TASK >> The answer must be an exact copy of all the data below.

DATA LISTING >>
BEGIN
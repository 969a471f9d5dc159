use std::time::Duration;

use lofty::FileProperties;

/// Audio stream characteristics captured when a file is opened
///
/// Values the library could not determine are reported as 0.
#[derive(Debug, Clone, Copy, Default, PartialEq, Eq)]
pub struct AudioProperties {
    /// Playback length, truncated to whole seconds
    pub duration: Duration,
    /// Audio bitrate in kb/s
    pub bitrate: u32,
    /// Sample rate in Hz
    pub sample_rate: u32,
    /// Number of channels
    pub channels: u32,
}

impl From<&FileProperties> for AudioProperties {
    fn from(props: &FileProperties) -> Self {
        Self {
            duration: Duration::from_secs(props.duration().as_secs()),
            // Prefer the stream bitrate; fall back to the whole-file figure
            bitrate: props
                .audio_bitrate()
                .or_else(|| props.overall_bitrate())
                .unwrap_or(0),
            sample_rate: props.sample_rate().unwrap_or(0),
            channels: props.channels().map(u32::from).unwrap_or(0),
        }
    }
}
//! Delta state machine: persistence operations over delta records.
//!
//! All operations resolve the metadata table first via
//! [`MetaStore::ensure_table`]. Saves are whole-row replaces keyed by the
//! primary key; state transitions are read-then-write and idempotent. The
//! read-then-write in [`MetaStore::set_delta_state`] is not guarded by an
//! engine-level transaction, so concurrent orchestrators sharing one
//! metadata table can lose an update.

use crate::codec;
use crate::columns::align_columns;
use crate::error::{MetaError, MetaResult};
use crate::store::MetaStore;
use df_core::{DeltaRecord, DeltaState, DeltaStateRow};
use df_db::SqlValue;

impl MetaStore {
    /// Upsert a record by primary key, overwriting the stored row entirely.
    pub async fn save_delta(&self, record: &DeltaRecord) -> MetaResult<()> {
        let table = self.ensure_table().await?;
        let row = codec::encode(record);
        let values = align_columns(&row, &table.columns.all)?;

        let engine = self.engine();
        let columns = table
            .columns
            .all
            .iter()
            .map(|c| engine.quote_ident(c))
            .collect::<Vec<_>>()
            .join(", ");
        let values = values
            .iter()
            .map(|v| engine.quote_value(v))
            .collect::<Vec<_>>()
            .join(", ");
        let sql = format!(
            "REPLACE INTO {} ({columns}) VALUES ({values})",
            engine.quote_ident(&table.name)
        );
        engine.execute(&sql).await?;
        Ok(())
    }

    /// Point lookup by sequence; `None` when no row matches.
    pub async fn load_delta(&self, sequence: u32) -> MetaResult<Option<DeltaRecord>> {
        let table = self.ensure_table().await?;
        let engine = self.engine();
        let sql = format!(
            "SELECT * FROM {} WHERE {} = {}",
            engine.quote_ident(&table.name),
            engine.quote_ident("sequence"),
            engine.quote_value(&SqlValue::Integer(i64::from(sequence)))
        );
        let result = engine.execute(&sql).await?;
        match result.rows.first() {
            Some(row) => Ok(Some(codec::decode(row)?)),
            None => Ok(None),
        }
    }

    /// All records in deployment order (ascending sequence).
    pub async fn load_deltas(&self) -> MetaResult<Vec<DeltaRecord>> {
        let table = self.ensure_table().await?;
        let engine = self.engine();
        let sql = format!(
            "SELECT * FROM {} ORDER BY {}",
            engine.quote_ident(&table.name),
            engine.quote_ident("sequence")
        );
        let result = engine.execute(&sql).await?;
        result.rows.iter().map(codec::decode).collect()
    }

    /// {name, sequence, state} projection in deployment order.
    pub async fn load_delta_states(&self) -> MetaResult<Vec<DeltaStateRow>> {
        let table = self.ensure_table().await?;
        let engine = self.engine();
        let projection = ["name", "sequence", "state"]
            .iter()
            .map(|c| engine.quote_ident(c))
            .collect::<Vec<_>>()
            .join(", ");
        let sql = format!(
            "SELECT {projection} FROM {} ORDER BY {}",
            engine.quote_ident(&table.name),
            engine.quote_ident("sequence")
        );
        let result = engine.execute(&sql).await?;
        result.rows.iter().map(codec::decode_state_row).collect()
    }

    /// Transition a delta to `state`.
    ///
    /// Fails when the sequence is unknown; re-setting the current state is
    /// a no-op and issues no write.
    pub async fn set_delta_state(&self, sequence: u32, state: DeltaState) -> MetaResult<()> {
        let mut record = self
            .load_delta(sequence)
            .await?
            .ok_or(MetaError::UnknownDelta(sequence))?;
        if record.state == state {
            return Ok(());
        }
        record.state = state;
        self.save_delta(&record).await
    }
}

#[cfg(test)]
#[path = "state_test.rs"]
mod tests;
//! Store configuration.

use crate::error::{CoreError, CoreResult};
use serde::{Deserialize, Serialize};

/// Default prefix for the metadata table name.
const DEFAULT_PREFIX: &str = "_df_meta_";

/// Configuration for a metadata store.
#[derive(Debug, Clone, Serialize, Deserialize)]
#[serde(deny_unknown_fields)]
pub struct StoreConfig {
    /// Prefix prepended to the fixed `deltas` suffix to form the metadata
    /// table name. Must be a plain identifier; it is interpolated into DDL.
    #[serde(default = "default_prefix")]
    pub prefix: String,
}

fn default_prefix() -> String {
    DEFAULT_PREFIX.to_string()
}

impl Default for StoreConfig {
    fn default() -> Self {
        Self {
            prefix: default_prefix(),
        }
    }
}

impl StoreConfig {
    /// Create a config with a custom table prefix, validating that the
    /// prefix is usable as part of an identifier.
    pub fn with_prefix(prefix: impl Into<String>) -> CoreResult<Self> {
        let prefix = prefix.into();
        if prefix.is_empty() {
            return Err(CoreError::ConfigInvalid {
                message: "table prefix must not be empty".to_string(),
            });
        }
        if !prefix.chars().all(|c| c.is_ascii_alphanumeric() || c == '_') {
            return Err(CoreError::ConfigInvalid {
                message: format!("table prefix {prefix:?} contains non-identifier characters"),
            });
        }
        Ok(Self { prefix })
    }
}

#[cfg(test)]
#[path = "config_test.rs"]
mod tests;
END
YOUR RESPONSE >>
repository 969a471f9d5dc159
use std::time::Duration;

use lofty::FileProperties;

/// Audio stream characteristics captured when a file is opened
///
/// Values the library could not determine are reported as 0.
#[derive(Debug, Clone, Copy, Default, PartialEq, Eq)]
pub struct AudioProperties {
    /// Playback length, truncated to whole seconds
    pub duration: Duration,
    /// Audio bitrate in kb/s
    pub bitrate: u32,
    /// Sample rate in Hz
    pub sample_rate: u32,
    /// Number of channels
    pub channels: u32,
}

impl From<&FileProperties> for AudioProperties {
    fn from(props: &FileProperties) -> Self {
        Self {
            duration: Duration::from_secs(props.duration().as_secs()),
            // Prefer the stream bitrate; fall back to the whole-file figure
            bitrate: props
                .audio_bitrate()
                .or_else(|| props.overall_bitrate())
                .unwrap_or(0),
            sample_rate: props.sample_rate().unwrap_or(0),
            channels: props.channels().map(u32::from).unwrap_or(0),
        }
    }
}
//! Delta state machine: persistence operations over delta records.
//!
//! All operations resolve the metadata table first via
//! [`MetaStore::ensure_table`]. Saves are whole-row replaces keyed by the
//! primary key; state transitions are read-then-write and idempotent. The
//! read-then-write in [`MetaStore::set_delta_state`] is not guarded by an
//! engine-level transaction, so concurrent orchestrators sharing one
//! metadata table can lose an update.

use crate::codec;
use crate::columns::align_columns;
use crate::error::{MetaError, MetaResult};
use crate::store::MetaStore;
use df_core::{DeltaRecord, DeltaState, DeltaStateRow};
use df_db::SqlValue;

impl MetaStore {
    /// Upsert a record by primary key, overwriting the stored row entirely.
    pub async fn save_delta(&self, record: &DeltaRecord) -> MetaResult<()> {
        let table = self.ensure_table().await?;
        let row = codec::encode(record);
        let values = align_columns(&row, &table.columns.all)?;

        let engine = self.engine();
        let columns = table
            .columns
            .all
            .iter()
            .map(|c| engine.quote_ident(c))
            .collect::<Vec<_>>()
            .join(", ");
        let values = values
            .iter()
            .map(|v| engine.quote_value(v))
            .collect::<Vec<_>>()
            .join(", ");
        let sql = format!(
            "REPLACE INTO {} ({columns}) VALUES ({values})",
            engine.quote_ident(&table.name)
        );
        engine.execute(&sql).await?;
        Ok(())
    }

    /// Point lookup by sequence; `None` when no row matches.
    pub async fn load_delta(&self, sequence: u32) -> MetaResult<Option<DeltaRecord>> {
        let table = self.ensure_table().await?;
        let engine = self.engine();
        let sql = format!(
            "SELECT * FROM {} WHERE {} = {}",
            engine.quote_ident(&table.name),
            engine.quote_ident("sequence"),
            engine.quote_value(&SqlValue::Integer(i64::from(sequence)))
        );
        let result = engine.execute(&sql).await?;
        match result.rows.first() {
            Some(row) => Ok(Some(codec::decode(row)?)),
            None => Ok(None),
        }
    }

    /// All records in deployment order (ascending sequence).
    pub async fn load_deltas(&self) -> MetaResult<Vec<DeltaRecord>> {
        let table = self.ensure_table().await?;
        let engine = self.engine();
        let sql = format!(
            "SELECT * FROM {} ORDER BY {}",
            engine.quote_ident(&table.name),
            engine.quote_ident("sequence")
        );
        let result = engine.execute(&sql).await?;
        result.rows.iter().map(codec::decode).collect()
    }

    /// {name, sequence, state} projection in deployment order.
    pub async fn load_delta_states(&self) -> MetaResult<Vec<DeltaStateRow>> {
        let table = self.ensure_table().await?;
        let engine = self.engine();
        let projection = ["name", "sequence", "state"]
            .iter()
            .map(|c| engine.quote_ident(c))
            .collect::<Vec<_>>()
            .join(", ");
        let sql = format!(
            "SELECT {projection} FROM {} ORDER BY {}",
            engine.quote_ident(&table.name),
            engine.quote_ident("sequence")
        );
        let result = engine.execute(&sql).await?;
        result.rows.iter().map(codec::decode_state_row).collect()
    }

    /// Transition a delta to `state`.
    ///
    /// Fails when the sequence is unknown; re-setting the current state is
    /// a no-op and issues no write.
    pub async fn set_delta_state(&self, sequence: u32, state: DeltaState) -> MetaResult<()> {
        let mut record = self
            .load_delta(sequence)
            .await?
            .ok_or(MetaError::UnknownDelta(sequence))?;
        if record.state == state {
            return Ok(());
        }
        record.state = state;
        self.save_delta(&record).await
    }
}

#[cfg(test)]
#[path = "state_test.rs"]
mod tests;
//! Store configuration.

use crate::error::{CoreError, CoreResult};
use serde::{Deserialize, Serialize};

/// Default prefix for the metadata table name.
const DEFAULT_PREFIX: &str = "_df_meta_";

/// Configuration for a metadata store.
#[derive(Debug, Clone, Serialize, Deserialize)]
#[serde(deny_unknown_fields)]
pub struct StoreConfig {
    /// Prefix prepended to the fixed `deltas` suffix to form the metadata
    /// table name. Must be a plain identifier; it is interpolated into DDL.
    #[serde(default = "default_prefix")]
    pub prefix: String,
}

fn default_prefix() -> String {
    DEFAULT_PREFIX.to_string()
}

impl Default for StoreConfig {
    fn default() -> Self {
        Self {
            prefix: default_prefix(),
        }
    }
}

impl StoreConfig {
    /// Create a config with a custom table prefix, validating that the
    /// prefix is usable as part of an identifier.
    pub fn with_prefix(prefix: impl Into<String>) -> CoreResult<Self> {
        let prefix = prefix.into();
        if prefix.is_empty() {
            return Err(CoreError::ConfigInvalid {
                message: "table prefix must not be empty".to_string(),
            });
        }
        if !prefix.chars().all(|c| c.is_ascii_alphanumeric() || c == '_') {
            return Err(CoreError::ConfigInvalid {
                message: format!("table prefix {prefix:?} contains non-identifier characters"),
            });
        }
        Ok(Self { prefix })
    }
}

#[cfg(test)]
#[path = "config_test.rs"]
mod tests;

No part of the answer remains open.